======== Given data ========

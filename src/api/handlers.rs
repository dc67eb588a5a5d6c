//! HTTP request handlers for the payroll engine API.
//!
//! This module contains the handler functions for all API endpoints.

use axum::{
    Json, Router,
    extract::{State, rejection::JsonRejection},
    http::{StatusCode, header},
    response::{IntoResponse, Response},
    routing::post,
};
use chrono::Utc;
use tracing::{info, warn};
use uuid::Uuid;

use crate::aggregation::{aggregate_all, aggregate_employee};
use crate::calculation::{MonthSpan, build_esi_report, build_pf_report, derive_payslip};
use crate::error::{EngineError, EngineResult};
use crate::export::{PayslipDocument, esi_report_csv, layout_payslips, pf_report_csv, report_filename};
use crate::models::{EsiReport, PfReport};

use super::request::{
    PayslipRequest, ReportRequest, SummaryRequest, month_or_current, require_month,
};
use super::response::{ApiError, ApiErrorResponse, SummaryResponse};
use super::state::AppState;

/// Creates the API router with all endpoints.
pub fn create_router(state: AppState) -> Router {
    Router::new()
        .route("/reports/pf", post(pf_report_handler))
        .route("/reports/pf/csv", post(pf_report_csv_handler))
        .route("/reports/esi", post(esi_report_handler))
        .route("/reports/esi/csv", post(esi_report_csv_handler))
        .route("/payslips", post(payslips_handler))
        .route("/attendance/summary", post(attendance_summary_handler))
        .with_state(state)
}

/// Handler for POST /reports/pf.
async fn pf_report_handler(
    State(state): State<AppState>,
    payload: Result<Json<ReportRequest>, JsonRejection>,
) -> Response {
    let correlation_id = Uuid::new_v4();
    info!(correlation_id = %correlation_id, "Processing PF report request");

    let request = match parse_payload(correlation_id, payload) {
        Ok(request) => request,
        Err(response) => return response,
    };

    match require_month(request.month.as_deref())
        .and_then(|span| compute_pf_report(&state, &span, request.branch_id.as_deref()))
    {
        Ok(report) => {
            info!(
                correlation_id = %correlation_id,
                month = %report.month,
                rows = report.rows.len(),
                "PF report generated"
            );
            (StatusCode::OK, Json(report)).into_response()
        }
        Err(err) => error_response(correlation_id, err),
    }
}

/// Handler for POST /reports/pf/csv.
async fn pf_report_csv_handler(
    State(state): State<AppState>,
    payload: Result<Json<ReportRequest>, JsonRejection>,
) -> Response {
    let correlation_id = Uuid::new_v4();
    info!(correlation_id = %correlation_id, "Processing PF CSV export request");

    let request = match parse_payload(correlation_id, payload) {
        Ok(request) => request,
        Err(response) => return response,
    };

    let span = match require_month(request.month.as_deref()) {
        Ok(span) => span,
        Err(err) => return error_response(correlation_id, err),
    };

    match compute_pf_report(&state, &span, request.branch_id.as_deref()) {
        Ok(report) => csv_response(report_filename("pf", &span), pf_report_csv(&report)),
        Err(err) => error_response(correlation_id, err),
    }
}

/// Handler for POST /reports/esi.
async fn esi_report_handler(
    State(state): State<AppState>,
    payload: Result<Json<ReportRequest>, JsonRejection>,
) -> Response {
    let correlation_id = Uuid::new_v4();
    info!(correlation_id = %correlation_id, "Processing ESI report request");

    let request = match parse_payload(correlation_id, payload) {
        Ok(request) => request,
        Err(response) => return response,
    };

    match require_month(request.month.as_deref())
        .and_then(|span| compute_esi_report(&state, &span, request.branch_id.as_deref()))
    {
        Ok(report) => {
            info!(
                correlation_id = %correlation_id,
                month = %report.month,
                rows = report.rows.len(),
                "ESI report generated"
            );
            (StatusCode::OK, Json(report)).into_response()
        }
        Err(err) => error_response(correlation_id, err),
    }
}

/// Handler for POST /reports/esi/csv.
async fn esi_report_csv_handler(
    State(state): State<AppState>,
    payload: Result<Json<ReportRequest>, JsonRejection>,
) -> Response {
    let correlation_id = Uuid::new_v4();
    info!(correlation_id = %correlation_id, "Processing ESI CSV export request");

    let request = match parse_payload(correlation_id, payload) {
        Ok(request) => request,
        Err(response) => return response,
    };

    let span = match require_month(request.month.as_deref()) {
        Ok(span) => span,
        Err(err) => return error_response(correlation_id, err),
    };

    match compute_esi_report(&state, &span, request.branch_id.as_deref()) {
        Ok(report) => csv_response(report_filename("esi", &span), esi_report_csv(&report)),
        Err(err) => error_response(correlation_id, err),
    }
}

/// Handler for POST /payslips.
async fn payslips_handler(
    State(state): State<AppState>,
    payload: Result<Json<PayslipRequest>, JsonRejection>,
) -> Response {
    let correlation_id = Uuid::new_v4();
    info!(correlation_id = %correlation_id, "Processing payslip request");

    let request = match parse_payload(correlation_id, payload) {
        Ok(request) => request,
        Err(response) => return response,
    };

    match require_month(request.month.as_deref()).and_then(|span| {
        compute_payslips(
            &state,
            &span,
            request.employee_id.as_deref(),
            request.branch_id.as_deref(),
        )
    }) {
        Ok(document) => {
            info!(
                correlation_id = %correlation_id,
                month = %document.month,
                pages = document.pages.len(),
                "Payslip document laid out"
            );
            (StatusCode::OK, Json(document)).into_response()
        }
        Err(err) => error_response(correlation_id, err),
    }
}

/// Handler for POST /attendance/summary.
async fn attendance_summary_handler(
    State(state): State<AppState>,
    payload: Result<Json<SummaryRequest>, JsonRejection>,
) -> Response {
    let correlation_id = Uuid::new_v4();
    info!(correlation_id = %correlation_id, "Processing attendance summary request");

    let request = match parse_payload(correlation_id, payload) {
        Ok(request) => request,
        Err(response) => return response,
    };

    match compute_summary(&state, &request) {
        Ok(summary) => {
            info!(
                correlation_id = %correlation_id,
                month = %summary.month,
                employees = summary.employees.len(),
                "Attendance summary aggregated"
            );
            (StatusCode::OK, Json(summary)).into_response()
        }
        Err(err) => error_response(correlation_id, err),
    }
}

/// One storage read for the month, one aggregation pass, one derivation.
fn compute_pf_report(
    state: &AppState,
    span: &MonthSpan,
    branch_id: Option<&str>,
) -> EngineResult<PfReport> {
    let employees = state.store().fetch_employees(branch_id)?;
    let records = state.store().fetch_attendance(None, span)?;
    let stats = aggregate_all(&records);
    build_pf_report(span, &employees, &stats, state.config().rates(), Utc::now())
}

fn compute_esi_report(
    state: &AppState,
    span: &MonthSpan,
    branch_id: Option<&str>,
) -> EngineResult<EsiReport> {
    let employees = state.store().fetch_employees(branch_id)?;
    let records = state.store().fetch_attendance(None, span)?;
    let stats = aggregate_all(&records);
    build_esi_report(span, &employees, &stats, state.config().rates(), Utc::now())
}

/// Payslips read per employee: the single-employee aggregation variant,
/// which credits clock-derived overtime.
fn compute_payslips(
    state: &AppState,
    span: &MonthSpan,
    employee_id: Option<&str>,
    branch_id: Option<&str>,
) -> EngineResult<PayslipDocument> {
    let rates = state.config().rates();

    let employees = match employee_id {
        Some(id) => {
            let all = state.store().fetch_employees(None)?;
            let employee = all
                .into_iter()
                .find(|employee| employee.employee_id == id)
                .ok_or_else(|| EngineError::EmployeeNotFound { id: id.to_string() })?;
            vec![employee]
        }
        None => state.store().fetch_employees(branch_id)?,
    };

    if employees.is_empty() {
        return Err(EngineError::NoQualifyingAttendance {
            month: span.to_string(),
        });
    }

    let mut figures = Vec::with_capacity(employees.len());
    for employee in &employees {
        let records = state
            .store()
            .fetch_attendance(Some(&employee.employee_id), span)?;
        let stats = aggregate_employee(&records, rates.overtime.standard_day_hours);
        figures.push(derive_payslip(employee, &stats, rates));
    }

    Ok(layout_payslips(span, figures, Utc::now()))
}

fn compute_summary(state: &AppState, request: &SummaryRequest) -> EngineResult<SummaryResponse> {
    let span = month_or_current(request.month.as_deref())?;

    let employees = match request.employee_id.as_deref() {
        Some(id) => {
            let records = state.store().fetch_attendance(Some(id), &span)?;
            let stats =
                aggregate_employee(&records, state.config().rates().overtime.standard_day_hours);
            std::iter::once((id.to_string(), stats)).collect()
        }
        None => {
            let records = state.store().fetch_attendance(None, &span)?;
            aggregate_all(&records)
        }
    };

    Ok(SummaryResponse {
        month: span.to_string(),
        employees,
    })
}

/// Maps a JSON extraction rejection to a 400 response.
fn parse_payload<T>(
    correlation_id: Uuid,
    payload: Result<Json<T>, JsonRejection>,
) -> Result<T, Response> {
    match payload {
        Ok(Json(request)) => Ok(request),
        Err(rejection) => {
            let error = match rejection {
                JsonRejection::JsonDataError(err) => {
                    let body_text = err.body_text();
                    warn!(
                        correlation_id = %correlation_id,
                        error = %body_text,
                        "JSON data error"
                    );
                    if body_text.contains("missing field") {
                        ApiError::new("VALIDATION_ERROR", body_text)
                    } else {
                        ApiError::malformed_json(body_text)
                    }
                }
                JsonRejection::JsonSyntaxError(err) => {
                    warn!(
                        correlation_id = %correlation_id,
                        error = %err,
                        "JSON syntax error"
                    );
                    ApiError::malformed_json(format!("Invalid JSON syntax: {}", err))
                }
                JsonRejection::MissingJsonContentType(_) => {
                    ApiError::new("MISSING_CONTENT_TYPE", "Content-Type must be application/json")
                }
                _ => ApiError::malformed_json("Failed to parse request body"),
            };
            Err((
                StatusCode::BAD_REQUEST,
                [(header::CONTENT_TYPE, "application/json")],
                Json(error),
            )
                .into_response())
        }
    }
}

fn error_response(correlation_id: Uuid, err: EngineError) -> Response {
    warn!(
        correlation_id = %correlation_id,
        error = %err,
        "Request failed"
    );
    let api_error: ApiErrorResponse = err.into();
    api_error.into_response()
}

fn csv_response(filename: String, body: String) -> Response {
    (
        StatusCode::OK,
        [
            (header::CONTENT_TYPE, "text/csv".to_string()),
            (
                header::CONTENT_DISPOSITION,
                format!("attachment; filename=\"{}\"", filename),
            ),
        ],
        body,
    )
        .into_response()
}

========

» What you should do
Wherever the word "config" appears in the data, return the whole line.

» Answer for the task
    build_pf_report(span, &employees, &stats, state.config().rates(), Utc::now())
    build_esi_report(span, &employees, &stats, state.config().rates(), Utc::now())
    let rates = state.config().rates();
                aggregate_employee(&records, state.config().rates().overtime.standard_day_hours);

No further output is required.